Besides geeky things, throughout 2015, I have been devouring all things feminism, especially intersectional feminism (what a good year to start being a feminist too!). I read articles on how books, the media, and the actresses and role models we look up to affect the women who idolize them. There are so many articles and reasons why there should be more diversity, more intersectionality in the media and pop culture we consume in order to reflect the reality we see every day.
I stumbled upon an article that stated that every 16-year-old Sweden will receive a copy of “We Should All Be Feminists” by a woman named Chimamanda Ngozi Adichie. The definition of the word alone is still being debated, so to hear that 16-year-olds reading about “the f-word” kind of boggled my mind. I’m struggling with feminism, how can 16-year-olds read about this, let alone debate and interpret it?! (No hate to 16-year-olds, if anything, I’m jealous that they have the opportunity!) After reading the essay, I can see why.
What makes “We Should All Be Feminists” so beautiful is its simplicity. Chimamanda’s writing is simple, down to earth and beautiful. Her reasonings are written so eloquently and naturally that it just makes the issues that feminism addresses so obvious. Why are people still arguing that we need feminism today? Have them read this, and everything shall be clear.
My first experience with Chimamanda’s work was her TED Talk “The Danger of A Single Story” and I was obsessed with her (in a good way) ever since. I immediately bought “We Should All Be Feminists”, read it and was blown away.
The great thing about this work? After reading this, I didn’t think that all men are douchebags. It didn’t make me want to be a man-hater or stop wearing make-up. On the contrary, I felt even more love and the need to be more compassionate to everyone, regardless of the gender, race and other characteristics we define ourselves with.

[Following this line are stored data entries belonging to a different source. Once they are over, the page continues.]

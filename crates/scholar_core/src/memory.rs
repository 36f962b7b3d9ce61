//! crates/scholar_core/src/memory.rs
//!
//! In-memory implementations of the core's ports. The test suites run
//! against these, and they back local development when no database is
//! around; the catalog behaves identically either way.

use std::collections::HashMap;
use std::sync::RwLock;

use async_trait::async_trait;
use uuid::Uuid;

use crate::domain::{Material, UserIdentity};
use crate::error::{CoreError, CoreResult};
use crate::ports::{IdentityProvider, MaterialStore};

/// A `MaterialStore` backed by a `Vec` under a read-write lock.
///
/// Insertion order is the listing order. Every mutation takes the write
/// lock, which serializes concurrent `increment_downloads` calls so no
/// update is lost.
#[derive(Default)]
pub struct InMemoryMaterialStore {
    materials: RwLock<Vec<Material>>,
}

impl InMemoryMaterialStore {
    pub fn new() -> Self {
        Self::default()
    }
}

fn not_found(id: Uuid) -> CoreError {
    CoreError::NotFound(format!("Material {} not found", id))
}

fn poisoned() -> CoreError {
    CoreError::Unexpected("material store lock poisoned".to_string())
}

#[async_trait]
impl MaterialStore for InMemoryMaterialStore {
    async fn insert(&self, material: Material) -> CoreResult<Material> {
        let mut materials = self.materials.write().map_err(|_| poisoned())?;
        materials.push(material.clone());
        Ok(material)
    }

    async fn get(&self, id: Uuid) -> CoreResult<Material> {
        let materials = self.materials.read().map_err(|_| poisoned())?;
        materials
            .iter()
            .find(|material| material.id == id)
            .cloned()
            .ok_or_else(|| not_found(id))
    }

    async fn replace(&self, material: Material) -> CoreResult<Material> {
        let mut materials = self.materials.write().map_err(|_| poisoned())?;
        let slot = materials
            .iter_mut()
            .find(|candidate| candidate.id == material.id)
            .ok_or_else(|| not_found(material.id))?;
        *slot = material.clone();
        Ok(material)
    }

    async fn remove(&self, id: Uuid) -> CoreResult<()> {
        let mut materials = self.materials.write().map_err(|_| poisoned())?;
        let before = materials.len();
        materials.retain(|material| material.id != id);
        if materials.len() == before {
            return Err(not_found(id));
        }
        Ok(())
    }

    async fn list(&self) -> CoreResult<Vec<Material>> {
        let materials = self.materials.read().map_err(|_| poisoned())?;
        Ok(materials.clone())
    }

    async fn list_by_owner(&self, owner: Uuid) -> CoreResult<Vec<Material>> {
        let materials = self.materials.read().map_err(|_| poisoned())?;
        Ok(materials
            .iter()
            .filter(|material| material.uploaded_by == owner)
            .cloned()
            .collect())
    }

    async fn increment_downloads(&self, id: Uuid) -> CoreResult<Material> {
        let mut materials = self.materials.write().map_err(|_| poisoned())?;
        let material = materials
            .iter_mut()
            .find(|material| material.id == id)
            .ok_or_else(|| not_found(id))?;
        material.download_count += 1;
        Ok(material.clone())
    }
}

/// An `IdentityProvider` that resolves tokens from a fixed map. Stands in
/// for the external provider in tests and local runs.
#[derive(Default)]
pub struct InMemoryIdentityProvider {
    sessions: RwLock<HashMap<String, UserIdentity>>,
}

impl InMemoryIdentityProvider {
    pub fn new() -> Self {
        Self::default()
    }

    /// Registers a token the provider will vouch for.
    pub fn add_session(&self, token: impl Into<String>, identity: UserIdentity) {
        if let Ok(mut sessions) = self.sessions.write() {
            sessions.insert(token.into(), identity);
        }
    }

    /// Drops a token, as a logout would.
    pub fn revoke_session(&self, token: &str) {
        if let Ok(mut sessions) = self.sessions.write() {
            sessions.remove(token);
        }
    }
}

#[async_trait]
impl IdentityProvider for InMemoryIdentityProvider {
    async fn resolve_session(&self, token: &str) -> CoreResult<UserIdentity> {
        let sessions = self
            .sessions
            .read()
            .map_err(|_| CoreError::Unexpected("identity map lock poisoned".to_string()))?;
        sessions
            .get(token)
            .cloned()
            .ok_or_else(|| CoreError::Authentication("invalid or expired session".to_string()))
    }
}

So Sweden kids, I consider you all very, very lucky. I only hope they’ll get something profound out of it. I know I did. I can only hope that somehow this essay will be passed around in the states somehow as well.
Ugh, there are so many quotes I might as well type out the whole essay in this post, but I won’t! This is one of the (many) passages that made me stop and think, ‘what if’?
The problem with gender is that it prescribes how we *should* be rather than recognizing how we are. Imagine how much happier we would be, how much freer to be our true individual selves, if we didn’t have the weight of gender expectations.